[INPUT — start]
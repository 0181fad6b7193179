//! Shared protocol types for communication between the rowpix client and the
//! Windows COM bridge process (run natively on Windows or under WINE).
//!
//! The protocol is JSON-over-stdio: one JSON object per line in each direction.
//! Rows and columns are 1-based, as in Excel's object model.

use serde::{Deserialize, Serialize};

/// A command sent from the client to the bridge process.
#[derive(Debug, Clone, Serialize, Deserialize)]
pub struct Request {
    /// Monotonically increasing request ID for correlating responses.
    pub id: u64,
    /// The command to execute.
    #[serde(flatten)]
    pub command: Command,
}

/// Commands the client can send to the bridge.
#[derive(Debug, Clone, Serialize, Deserialize)]
#[serde(tag = "cmd", content = "params")]
pub enum Command {
    /// Initialize COM and create the Excel.Application instance.
    Init,

    /// Open an existing workbook from a file path (path as seen by Excel).
    /// Returns a workbook handle.
    OpenWorkbook { path: String },

    /// Last used row of a sheet. `fallback_column` is the column scanned
    /// upwards when the sheet-wide strategies fail.
    LastRow {
        workbook: u64,
        sheet: SheetRef,
        fallback_column: u32,
    },

    /// Every shape on the sheet with its top-left cell.
    ListShapes { workbook: u64, sheet: SheetRef },

    /// Text of a cell. With `merge_aware`, a cell inside a merge region
    /// reads the region's top-left cell.
    GetCellValue {
        workbook: u64,
        sheet: SheetRef,
        row: u32,
        column: u32,
        merge_aware: bool,
    },

    /// Copy a shape as a picture and export it as PNG to `path`.
    ExportShapePicture {
        workbook: u64,
        sheet: SheetRef,
        /// 1-based index into the sheet's `Shapes` collection
        shape: u32,
        appearance: PictureAppearance,
        path: String,
    },

    /// Copy a cell (its merge region when merged) as a picture and export it
    /// as PNG to `path`.
    ExportRangePicture {
        workbook: u64,
        sheet: SheetRef,
        row: u32,
        column: u32,
        appearance: PictureAppearance,
        path: String,
    },

    /// Close a workbook without saving.
    CloseWorkbook { workbook: u64 },

    /// Shut down the bridge: close all workbooks, quit Excel, uninitialize COM.
    Shutdown,
}

/// Reference to a worksheet, by 0-based index or by name.
#[derive(Debug, Clone, PartialEq, Eq, Serialize, Deserialize)]
#[serde(untagged)]
pub enum SheetRef {
    Index(u32),
    Name(String),
}

impl From<&str> for SheetRef {
    fn from(s: &str) -> Self {
        SheetRef::Name(s.to_string())
    }
}

/// `XlPictureAppearance` used by `CopyPicture`.
#[derive(Debug, Clone, Copy, PartialEq, Eq, Serialize, Deserialize)]
#[serde(rename_all = "lowercase")]
pub enum PictureAppearance {
    Screen,
    Printer,
}

impl PictureAppearance {
    /// `xlScreen = 1`, `xlPrinter = 2`
    pub fn as_xl(self) -> i32 {
        match self {
            PictureAppearance::Screen => 1,
            PictureAppearance::Printer => 2,
        }
    }
}

/// `msoLinkedPicture`
pub const MSO_LINKED_PICTURE: i32 = 11;
/// `msoPicture`
pub const MSO_PICTURE: i32 = 13;

/// One entry of a sheet's `Shapes` collection.
#[derive(Debug, Clone, PartialEq, Serialize, Deserialize)]
pub struct ShapeInfo {
    /// 1-based index into `Shapes`
    pub index: u32,
    pub name: String,
    /// `MsoShapeType`
    pub shape_type: i32,
    /// Row of `TopLeftCell` (1-based)
    pub row: u32,
    /// Column of `TopLeftCell` (1-based)
    pub column: u32,
    /// Points
    pub width: f64,
    /// Points
    pub height: f64,
}

impl ShapeInfo {
    /// Embedded or linked picture
    pub fn is_picture(&self) -> bool {
        self.shape_type == MSO_PICTURE || self.shape_type == MSO_LINKED_PICTURE
    }
}

/// A cell value read from Excel.
#[derive(Debug, Clone, PartialEq, Serialize, Deserialize)]
#[serde(untagged)]
pub enum CellValue {
    Null,
    Bool(bool),
    Number(f64),
    String(String),
}

/// A response sent from the bridge back to the client.
#[derive(Debug, Clone, Serialize, Deserialize)]
pub struct Response {
    /// The request ID this response corresponds to.
    pub id: u64,
    /// The result of the command.
    #[serde(flatten)]
    pub result: ResponseResult,
}

#[derive(Debug, Clone, Serialize, Deserialize)]
#[serde(tag = "status")]
pub enum ResponseResult {
    #[serde(rename = "ok")]
    Ok {
        #[serde(skip_serializing_if = "Option::is_none")]
        data: Option<ResponseData>,
    },
    #[serde(rename = "error")]
    Error { message: String },
}

/// Data returned in successful responses.
#[derive(Debug, Clone, Serialize, Deserialize)]
#[serde(untagged)]
pub enum ResponseData {
    /// Handle to an opened workbook.
    WorkbookHandle { workbook: u64 },
    /// A cell value.
    Value { value: CellValue },
    /// A row number.
    Row { row: u32 },
    /// A sheet's shapes.
    Shapes { shapes: Vec<ShapeInfo> },
}

impl CellValue {
    pub fn is_null(&self) -> bool {
        matches!(self, CellValue::Null)
    }

    /// Text as Excel would display a plain value; `None` for empty cells.
    pub fn as_text(&self) -> Option<String> {
        match self {
            CellValue::Null => None,
            CellValue::String(s) => Some(s.clone()),
            other => Some(other.to_string()),
        }
    }
}

impl From<&str> for CellValue {
    fn from(s: &str) -> Self {
        CellValue::String(s.to_string())
    }
}

impl From<String> for CellValue {
    fn from(s: String) -> Self {
        CellValue::String(s)
    }
}

impl From<f64> for CellValue {
    fn from(n: f64) -> Self {
        CellValue::Number(n)
    }
}

impl From<bool> for CellValue {
    fn from(b: bool) -> Self {
        CellValue::Bool(b)
    }
}

impl std::fmt::Display for CellValue {
    fn fmt(&self, f: &mut std::fmt::Formatter<'_>) -> std::fmt::Result {
        match self {
            CellValue::Null => Ok(()),
            CellValue::Bool(b) => write!(f, "{}", if *b { "TRUE" } else { "FALSE" }),
            CellValue::Number(n) if n.fract() == 0.0 && n.abs() < 1e15 => {
                write!(f, "{}", *n as i64)
            }
            CellValue::Number(n) => write!(f, "{n}"),
            CellValue::String(s) => write!(f, "{s}"),
        }
    }
}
[INPUT — finish]
- _ACTIVITY_: With the first line being the one containing "command to execute." and the last line the one containing "the Excel.Application instance.", transcribe exactly the lines above that fall in that range.

- _EXERCISE ANSWER_:
    /// The command to execute.
    #[serde(flatten)]
    pub command: Command,
}

/// Commands the client can send to the bridge.
#[derive(Debug, Clone, Serialize, Deserialize)]
#[serde(tag = "cmd", content = "params")]
pub enum Command {
    /// Initialize COM and create the Excel.Application instance.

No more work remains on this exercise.